::: Record excerpts

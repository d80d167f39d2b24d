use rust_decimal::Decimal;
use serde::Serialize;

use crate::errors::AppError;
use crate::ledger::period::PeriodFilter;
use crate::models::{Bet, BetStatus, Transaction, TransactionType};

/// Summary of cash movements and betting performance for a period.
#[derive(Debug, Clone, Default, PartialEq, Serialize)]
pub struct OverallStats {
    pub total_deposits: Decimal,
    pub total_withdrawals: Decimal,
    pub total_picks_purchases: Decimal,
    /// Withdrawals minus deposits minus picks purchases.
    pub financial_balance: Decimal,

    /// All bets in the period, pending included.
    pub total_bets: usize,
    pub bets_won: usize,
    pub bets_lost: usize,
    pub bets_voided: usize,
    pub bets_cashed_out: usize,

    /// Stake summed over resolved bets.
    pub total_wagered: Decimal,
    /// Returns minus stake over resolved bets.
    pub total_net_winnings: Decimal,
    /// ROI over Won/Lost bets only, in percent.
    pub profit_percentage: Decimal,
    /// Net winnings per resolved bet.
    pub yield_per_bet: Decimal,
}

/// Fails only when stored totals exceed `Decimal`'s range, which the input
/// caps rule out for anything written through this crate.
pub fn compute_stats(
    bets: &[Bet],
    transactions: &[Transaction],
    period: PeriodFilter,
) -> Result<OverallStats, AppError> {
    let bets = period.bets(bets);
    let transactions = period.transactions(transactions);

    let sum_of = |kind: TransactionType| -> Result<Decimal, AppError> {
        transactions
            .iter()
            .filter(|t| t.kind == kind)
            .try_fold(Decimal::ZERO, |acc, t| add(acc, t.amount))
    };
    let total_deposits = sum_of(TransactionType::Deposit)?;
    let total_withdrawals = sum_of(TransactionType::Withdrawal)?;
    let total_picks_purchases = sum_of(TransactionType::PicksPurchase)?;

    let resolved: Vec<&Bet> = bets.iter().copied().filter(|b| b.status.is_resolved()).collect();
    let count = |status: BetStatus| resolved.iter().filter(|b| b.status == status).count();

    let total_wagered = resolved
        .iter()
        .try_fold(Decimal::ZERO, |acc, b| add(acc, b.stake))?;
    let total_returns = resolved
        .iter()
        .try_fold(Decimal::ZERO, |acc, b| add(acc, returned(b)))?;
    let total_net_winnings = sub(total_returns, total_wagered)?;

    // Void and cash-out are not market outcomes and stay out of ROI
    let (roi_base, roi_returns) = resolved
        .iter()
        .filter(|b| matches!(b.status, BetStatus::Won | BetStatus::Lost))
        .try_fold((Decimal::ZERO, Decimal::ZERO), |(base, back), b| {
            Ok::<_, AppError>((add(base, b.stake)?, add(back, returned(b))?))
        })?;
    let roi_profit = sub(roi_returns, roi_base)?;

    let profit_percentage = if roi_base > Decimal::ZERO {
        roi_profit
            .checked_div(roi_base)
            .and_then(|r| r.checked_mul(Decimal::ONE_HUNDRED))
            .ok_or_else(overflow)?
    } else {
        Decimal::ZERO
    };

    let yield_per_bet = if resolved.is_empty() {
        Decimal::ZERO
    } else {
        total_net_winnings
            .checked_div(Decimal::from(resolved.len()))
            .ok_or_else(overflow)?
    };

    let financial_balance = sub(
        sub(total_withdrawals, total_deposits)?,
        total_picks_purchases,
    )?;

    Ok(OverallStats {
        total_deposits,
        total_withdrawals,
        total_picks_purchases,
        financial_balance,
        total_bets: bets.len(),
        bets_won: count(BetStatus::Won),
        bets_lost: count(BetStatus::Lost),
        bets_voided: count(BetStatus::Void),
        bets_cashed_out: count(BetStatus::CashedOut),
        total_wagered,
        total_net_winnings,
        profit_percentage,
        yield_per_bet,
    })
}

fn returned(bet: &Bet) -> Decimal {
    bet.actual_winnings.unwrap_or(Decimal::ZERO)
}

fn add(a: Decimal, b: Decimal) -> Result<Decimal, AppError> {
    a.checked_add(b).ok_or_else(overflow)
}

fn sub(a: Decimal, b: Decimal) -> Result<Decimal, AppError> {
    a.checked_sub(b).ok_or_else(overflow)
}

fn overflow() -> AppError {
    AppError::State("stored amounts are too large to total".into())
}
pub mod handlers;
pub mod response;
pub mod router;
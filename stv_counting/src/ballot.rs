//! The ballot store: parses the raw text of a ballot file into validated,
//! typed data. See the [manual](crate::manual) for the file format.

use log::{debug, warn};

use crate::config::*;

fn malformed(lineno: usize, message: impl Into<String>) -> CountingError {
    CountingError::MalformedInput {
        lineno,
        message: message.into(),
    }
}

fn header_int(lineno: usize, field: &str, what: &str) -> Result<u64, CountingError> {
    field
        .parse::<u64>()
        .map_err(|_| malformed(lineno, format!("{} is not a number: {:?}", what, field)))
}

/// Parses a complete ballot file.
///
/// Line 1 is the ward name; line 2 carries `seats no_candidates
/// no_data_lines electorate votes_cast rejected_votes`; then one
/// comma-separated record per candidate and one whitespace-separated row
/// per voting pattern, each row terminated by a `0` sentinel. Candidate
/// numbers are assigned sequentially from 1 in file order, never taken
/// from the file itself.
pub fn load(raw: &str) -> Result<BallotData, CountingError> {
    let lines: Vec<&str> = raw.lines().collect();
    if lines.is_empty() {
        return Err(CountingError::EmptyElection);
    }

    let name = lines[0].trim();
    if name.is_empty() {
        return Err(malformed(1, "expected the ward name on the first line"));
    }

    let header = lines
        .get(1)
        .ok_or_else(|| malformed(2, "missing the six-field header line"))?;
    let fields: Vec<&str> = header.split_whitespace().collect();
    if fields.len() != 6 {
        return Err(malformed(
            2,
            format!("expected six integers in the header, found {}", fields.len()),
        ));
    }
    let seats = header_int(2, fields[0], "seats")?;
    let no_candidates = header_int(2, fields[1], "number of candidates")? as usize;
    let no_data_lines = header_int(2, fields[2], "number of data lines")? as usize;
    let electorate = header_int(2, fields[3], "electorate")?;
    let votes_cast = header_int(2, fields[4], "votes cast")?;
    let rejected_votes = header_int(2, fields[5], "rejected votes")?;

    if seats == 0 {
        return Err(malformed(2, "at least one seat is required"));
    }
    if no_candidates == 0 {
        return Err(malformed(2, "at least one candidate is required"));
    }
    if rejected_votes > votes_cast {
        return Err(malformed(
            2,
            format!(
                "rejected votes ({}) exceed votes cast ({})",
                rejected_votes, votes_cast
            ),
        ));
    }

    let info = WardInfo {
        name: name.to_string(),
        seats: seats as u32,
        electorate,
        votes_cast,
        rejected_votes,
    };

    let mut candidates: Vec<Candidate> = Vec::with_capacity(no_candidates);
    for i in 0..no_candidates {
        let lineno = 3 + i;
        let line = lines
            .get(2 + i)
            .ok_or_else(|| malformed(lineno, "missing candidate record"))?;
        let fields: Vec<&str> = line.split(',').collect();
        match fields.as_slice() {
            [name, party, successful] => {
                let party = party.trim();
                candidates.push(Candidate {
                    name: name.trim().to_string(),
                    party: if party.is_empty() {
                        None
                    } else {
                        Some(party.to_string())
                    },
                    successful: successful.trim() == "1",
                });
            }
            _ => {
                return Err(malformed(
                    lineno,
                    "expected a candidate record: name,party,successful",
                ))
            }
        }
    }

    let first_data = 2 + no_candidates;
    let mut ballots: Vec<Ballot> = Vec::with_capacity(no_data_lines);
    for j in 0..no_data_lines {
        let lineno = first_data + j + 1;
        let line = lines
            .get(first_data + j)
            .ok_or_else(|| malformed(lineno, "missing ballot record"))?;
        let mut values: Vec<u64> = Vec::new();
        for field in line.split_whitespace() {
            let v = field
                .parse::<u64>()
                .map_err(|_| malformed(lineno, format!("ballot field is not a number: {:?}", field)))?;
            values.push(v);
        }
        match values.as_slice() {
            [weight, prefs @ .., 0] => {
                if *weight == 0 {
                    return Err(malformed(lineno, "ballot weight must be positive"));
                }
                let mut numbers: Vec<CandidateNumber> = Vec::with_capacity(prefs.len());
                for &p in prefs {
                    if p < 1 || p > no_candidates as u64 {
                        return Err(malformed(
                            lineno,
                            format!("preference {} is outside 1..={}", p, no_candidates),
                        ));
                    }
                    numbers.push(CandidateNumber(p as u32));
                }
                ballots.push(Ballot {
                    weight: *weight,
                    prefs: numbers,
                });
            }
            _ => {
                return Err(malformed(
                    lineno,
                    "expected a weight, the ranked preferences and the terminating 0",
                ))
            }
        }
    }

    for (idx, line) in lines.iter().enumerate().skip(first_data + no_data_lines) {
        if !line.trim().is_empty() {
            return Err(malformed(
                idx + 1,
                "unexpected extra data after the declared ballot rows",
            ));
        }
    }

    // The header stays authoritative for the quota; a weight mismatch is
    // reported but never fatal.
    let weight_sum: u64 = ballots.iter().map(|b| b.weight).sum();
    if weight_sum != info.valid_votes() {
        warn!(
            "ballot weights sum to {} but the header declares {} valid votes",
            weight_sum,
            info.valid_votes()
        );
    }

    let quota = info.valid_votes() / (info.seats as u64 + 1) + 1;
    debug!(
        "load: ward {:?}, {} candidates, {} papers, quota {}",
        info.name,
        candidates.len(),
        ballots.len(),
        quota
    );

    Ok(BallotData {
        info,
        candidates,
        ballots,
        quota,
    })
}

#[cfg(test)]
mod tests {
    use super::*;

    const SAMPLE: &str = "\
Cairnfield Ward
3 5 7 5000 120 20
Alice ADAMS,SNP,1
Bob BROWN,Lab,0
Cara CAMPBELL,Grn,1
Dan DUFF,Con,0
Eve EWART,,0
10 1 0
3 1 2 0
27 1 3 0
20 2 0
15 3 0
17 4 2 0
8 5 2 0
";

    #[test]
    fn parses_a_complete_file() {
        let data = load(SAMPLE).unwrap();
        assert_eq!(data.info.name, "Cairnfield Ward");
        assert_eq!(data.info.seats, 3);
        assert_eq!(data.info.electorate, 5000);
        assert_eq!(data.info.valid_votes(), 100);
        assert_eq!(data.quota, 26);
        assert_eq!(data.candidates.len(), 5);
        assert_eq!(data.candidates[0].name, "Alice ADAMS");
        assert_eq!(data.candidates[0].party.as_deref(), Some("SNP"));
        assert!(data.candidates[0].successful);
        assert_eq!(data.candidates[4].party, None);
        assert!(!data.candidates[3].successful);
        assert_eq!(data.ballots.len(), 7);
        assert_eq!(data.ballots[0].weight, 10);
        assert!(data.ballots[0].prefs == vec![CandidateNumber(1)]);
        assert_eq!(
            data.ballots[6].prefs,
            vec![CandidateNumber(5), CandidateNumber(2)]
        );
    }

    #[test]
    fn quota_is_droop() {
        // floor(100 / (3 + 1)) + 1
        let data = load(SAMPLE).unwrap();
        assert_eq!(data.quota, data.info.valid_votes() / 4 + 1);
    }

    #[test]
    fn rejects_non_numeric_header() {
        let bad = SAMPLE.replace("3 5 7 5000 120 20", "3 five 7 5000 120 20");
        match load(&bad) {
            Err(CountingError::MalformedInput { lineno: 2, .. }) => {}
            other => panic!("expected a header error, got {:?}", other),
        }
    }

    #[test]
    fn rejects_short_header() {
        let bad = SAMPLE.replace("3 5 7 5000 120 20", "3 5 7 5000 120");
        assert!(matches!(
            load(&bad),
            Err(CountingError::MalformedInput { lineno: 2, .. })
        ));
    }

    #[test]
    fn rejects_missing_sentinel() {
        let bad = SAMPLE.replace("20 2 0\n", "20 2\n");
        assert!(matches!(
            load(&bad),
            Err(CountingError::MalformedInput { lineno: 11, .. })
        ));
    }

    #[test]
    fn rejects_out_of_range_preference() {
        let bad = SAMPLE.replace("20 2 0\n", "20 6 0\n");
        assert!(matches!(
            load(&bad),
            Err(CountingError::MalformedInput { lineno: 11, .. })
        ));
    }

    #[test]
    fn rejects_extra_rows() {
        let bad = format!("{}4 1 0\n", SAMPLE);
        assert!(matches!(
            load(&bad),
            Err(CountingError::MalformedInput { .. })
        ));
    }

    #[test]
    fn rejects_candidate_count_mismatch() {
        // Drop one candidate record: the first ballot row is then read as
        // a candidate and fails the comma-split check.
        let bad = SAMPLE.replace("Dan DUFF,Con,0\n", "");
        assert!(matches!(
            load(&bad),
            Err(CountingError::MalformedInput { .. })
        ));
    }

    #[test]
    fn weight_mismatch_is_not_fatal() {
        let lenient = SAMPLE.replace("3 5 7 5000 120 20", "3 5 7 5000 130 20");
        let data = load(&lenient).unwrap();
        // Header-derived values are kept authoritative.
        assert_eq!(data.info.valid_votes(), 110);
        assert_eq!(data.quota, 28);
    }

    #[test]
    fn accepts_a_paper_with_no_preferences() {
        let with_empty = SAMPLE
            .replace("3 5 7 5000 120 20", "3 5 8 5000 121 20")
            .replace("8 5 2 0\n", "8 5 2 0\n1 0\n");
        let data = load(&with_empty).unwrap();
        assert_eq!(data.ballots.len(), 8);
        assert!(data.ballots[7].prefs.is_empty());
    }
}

::::::

All lines above that contain the word "crate" are to be copied.

use crate::errors::AppError;
use crate::ledger::period::PeriodFilter;
use crate::models::{Bet, BetStatus, Transaction, TransactionType};
/// caps rule out for anything written through this crate.
//! typed data. See the [manual](crate::manual) for the file format.
use crate::config::*;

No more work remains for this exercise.